The key difference-maker for Ark+ was adding value and expertise from the human art of medicine. Liang’s team included all the detailed doctors’ notes compiled for every image.
“You learn more knowledge from experts,” Liang said.
These expert physician notes were critical for Ark+ to learn and become more and more accurate as it was trained on each dataset.
“Ark+ is accruing and reusing knowledge,” said Liang, explaining how the tool got its acronym. “That’s how we train it. And pretty much, we were thinking of a new way to train AI models with numerous datasets via fully supervised learning.
“Because before this, if you wanted to train a large model using multiple datasets, people usually used self-supervised learning, or you train it on the disease model — the abnormal versus a normal X-ray.
“And so, that means you throw out the most valuable information from the datasets, these expert labels,” he said. “We wanted AI to learn from expert knowledge, not only from the raw data.”
Other key highlights from the pilot project include:
- Foundation model for X‑rays: Ark+ is trained on many different chest X‑ray datasets from hospitals and institutions around the world. This makes it better at detecting a wide range of lung issues.
- Open and sharable: The team has released the code and pretrained models. This means other researchers can improve it or adjust it for local clinics.
- Quick learning: Ark+ can identify rare diseases even when only a few examples are available.
- Adapts to new tasks: Ark+ can also be fine‑tuned to spot new or unseen lung problems without needing full retraining.
- Resilient and fair: Ark+ works well, even with uneven data, and fights against biases. It can also be used in private, secure ways.
Putting AI into the hands of doctors
The software can be adapted for any kind of medical imaging diagnosis, including CTs and MRIs, thereby expanding its impact in the future.

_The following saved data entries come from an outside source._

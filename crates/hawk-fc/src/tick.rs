//! The autonomous tick transition.
//!
//! Applied once per telemetry interval while the drone is not disarmed.
//! Sub-rule order is load-bearing: drain, altitude, critical-battery
//! failsafe, mission progression, terminal disarm.

use hawk_proto::{status::MAX_ALTITUDE_M, DroneStatus, FlightMode, FlightState};

pub const TICK_BATTERY_DRAIN: u8 = 1;
pub const CLIMB_RATE_M: u32 = 2;
pub const DESCENT_RATE_M: u32 = 5;
pub const CRITICAL_BATTERY: u8 = 5;

pub fn tick(status: &DroneStatus) -> DroneStatus {
    if status.state == FlightState::Disarmed {
        return status.clone();
    }
    let mut next = status.clone();

    next.battery = next.battery.saturating_sub(TICK_BATTERY_DRAIN);

    match next.state {
        FlightState::Flying => {
            next.altitude = (next.altitude + CLIMB_RATE_M).min(MAX_ALTITUDE_M);
        }
        FlightState::Landing => {
            next.altitude = next.altitude.saturating_sub(DESCENT_RATE_M);
        }
        _ => {}
    }

    if next.battery <= CRITICAL_BATTERY && next.state == FlightState::Flying {
        next.state = FlightState::Landing;
        next.flight_mode = FlightMode::Failsafe;
        next.current_wp_index = None;
    }

    if next.state == FlightState::Flying && !next.mission.is_empty() {
        if let Some(idx) = next.current_wp_index {
            if idx + 1 < next.mission.len() {
                next.current_wp_index = Some(idx + 1);
            } else {
                // Final waypoint reached.
                next.state = FlightState::Landing;
                next.flight_mode = FlightMode::Manual;
                next.current_wp_index = None;
            }
        }
    }

    // Touching the ground disarms, whatever brought the drone down.
    if next.altitude == 0 {
        next.state = FlightState::Disarmed;
        next.armed = false;
        next.flight_mode = FlightMode::Manual;
        next.current_wp_index = None;
    }

    next
}
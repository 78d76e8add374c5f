use crate::geo::MissionArea;
use anyhow::Result;

pub fn check_mission_area(area: &MissionArea) -> Result<()> {
    anyhow::ensure!(
        area.base_lat.is_finite() && area.base_lat.abs() <= 90.0,
        "mission.base_lat invalid"
    );
    anyhow::ensure!(
        area.base_lng.is_finite() && area.base_lng.abs() <= 180.0,
        "mission.base_lng invalid"
    );
    anyhow::ensure!(area.max_radius_km > 0.0, "mission.max_radius_km must be positive");
    anyhow::ensure!(area.max_attempts >= 1, "mission.max_attempts must be >= 1");
    Ok(())
}
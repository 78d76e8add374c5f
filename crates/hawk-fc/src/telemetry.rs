//! The telemetry scheduler: a process-lifetime task that applies the
//! autonomous tick to the store on a fixed cadence. It is reachable from no
//! HTTP request and stops only on the shutdown signal.

use crate::store::StatusStore;
use crate::tick;
use serde::Deserialize;
use std::time::Duration;
use tokio::sync::broadcast;
use tokio::task::JoinHandle;
use tokio::time::{interval, MissedTickBehavior};
use tracing::{debug, info};

/// `[telemetry]` config table.
#[derive(Debug, Clone, Deserialize)]
pub struct TelemetryConfig {
    /// Seconds between autonomous ticks.
    #[serde(default = "default_tick_interval_secs")]
    pub tick_interval_secs: u64,
}

fn default_tick_interval_secs() -> u64 {
    5
}

impl Default for TelemetryConfig {
    fn default() -> Self {
        Self { tick_interval_secs: default_tick_interval_secs() }
    }
}

impl TelemetryConfig {
    pub fn period(&self) -> Duration {
        Duration::from_secs(self.tick_interval_secs)
    }
}

/// Spawn the recurring tick task. One task per process; each firing goes
/// through `StatusStore::update`, which serializes it against commands.
pub fn spawn_telemetry_loop(
    store: StatusStore,
    period: Duration,
    mut shutdown: broadcast::Receiver<()>,
) -> JoinHandle<()> {
    tokio::spawn(async move {
        let mut ticker = interval(period);
        ticker.set_missed_tick_behavior(MissedTickBehavior::Delay);
        // interval yields immediately once; consume that so a fresh process
        // holds its state for a full period before the first tick.
        ticker.tick().await;

        info!(period_s = period.as_secs_f64(), "telemetry loop started");
        loop {
            tokio::select! {
                _ = shutdown.recv() => {
                    info!("telemetry loop shutting down");
                    break;
                }
                _ = ticker.tick() => {
                    let st = store.update(tick::tick);
                    debug!(
                        state = ?st.state,
                        battery = st.battery,
                        altitude = st.altitude,
                        wp = ?st.current_wp_index,
                        "telemetry tick"
                    );
                }
            }
        }
    })
}
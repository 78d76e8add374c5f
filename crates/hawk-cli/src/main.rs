use anyhow::{Context, Result};
use clap::{Parser, Subcommand};
use tokio::sync::broadcast;
use tracing::info;

use hawk_api::{router, ApiState};
use hawk_fc::{telemetry, StatusStore, TelemetryConfig};
use hawk_nav::{doctor as nav_doctor, MissionArea};

#[derive(Debug, Parser)]
#[command(name = "hawk", version, about = "SIMhawk - Simulated Drone Flight Controller")]
struct Cli {
    /// TOML config path; built-in defaults apply when omitted.
    #[arg(long)]
    config: Option<String>,

    #[command(subcommand)]
    cmd: Command,
}

#[derive(Debug, Subcommand)]
enum Command {
    /// Validate the configuration and exit.
    Doctor,
    /// Start the telemetry loop and serve the API.
    Run,
}

#[derive(Debug, Default, serde::Deserialize)]
#[serde(default)]
struct Config {
    server: ServerCfg,
    telemetry: TelemetryConfig,
    mission: MissionArea,
}

#[derive(Debug, serde::Deserialize)]
#[serde(default)]
struct ServerCfg {
    bind: String,
}

impl Default for ServerCfg {
    fn default() -> Self {
        Self { bind: "127.0.0.1:8080".into() }
    }
}

fn load_config(path: Option<&str>) -> Result<Config> {
    match path {
        Some(p) => {
            let s = std::fs::read_to_string(p).context("read config")?;
            Ok(toml::from_str(&s).context("parse config toml")?)
        }
        None => Ok(Config::default()),
    }
}

#[tokio::main]
async fn main() -> Result<()> {
    tracing_subscriber::fmt()
        .with_env_filter(tracing_subscriber::EnvFilter::from_default_env())
        .init();

    let cli = Cli::parse();
    let cfg = load_config(cli.config.as_deref())?;

    match cli.cmd {
        Command::Doctor => doctor(&cfg),
        Command::Run => run(&cfg).await,
    }
}

fn doctor(cfg: &Config) -> Result<()> {
    info!("doctor: starting");
    nav_doctor::check_mission_area(&cfg.mission)?;
    anyhow::ensure!(
        cfg.telemetry.tick_interval_secs >= 1,
        "telemetry.tick_interval_secs must be >= 1"
    );
    cfg.server.bind.parse::<std::net::SocketAddr>().context("server.bind invalid")?;
    info!("doctor: OK");
    Ok(())
}

async fn run(cfg: &Config) -> Result<()> {
    info!("run: starting");

    let store = StatusStore::new();
    let (shutdown_tx, _) = broadcast::channel(1);

    let telemetry_handle = telemetry::spawn_telemetry_loop(
        store.clone(),
        cfg.telemetry.period(),
        shutdown_tx.subscribe(),
    );

    let app = router(ApiState { store, area: cfg.mission.clone() });

    let listener = tokio::net::TcpListener::bind(&cfg.server.bind)
        .await
        .with_context(|| format!("bind {}", cfg.server.bind))?;
    info!(addr = %cfg.server.bind, "api listening");

    let shutdown = {
        let tx = shutdown_tx.clone();
        async move {
            let _ = tokio::signal::ctrl_c().await;
            info!("ctrl-c received, shutting down");
            let _ = tx.send(());
        }
    };

    axum::serve(listener, app)
        .with_graceful_shutdown(shutdown)
        .await
        .context("serve api")?;

    // Listener is down; stop the telemetry loop as well.
    let _ = shutdown_tx.send(());
    telemetry_handle.await.context("join telemetry loop")?;
    info!("shutdown complete");
    Ok(())
}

Liang and his research team want Ark+ to become a foundation for future AI tools in medicine and hope to further commercialize the software for hospitals so that other researchers will use and build on their work.
By sharing everything openly, they want to help doctors in all countries, even rural places without big data resources.
Their goal is to make medical AI safer, smarter and more helpful for everyone.
“By making this model fully open, we’re inviting others to join us in making medical AI more fair, accurate and accessible,” Liang said. “We believe this will help save lives.”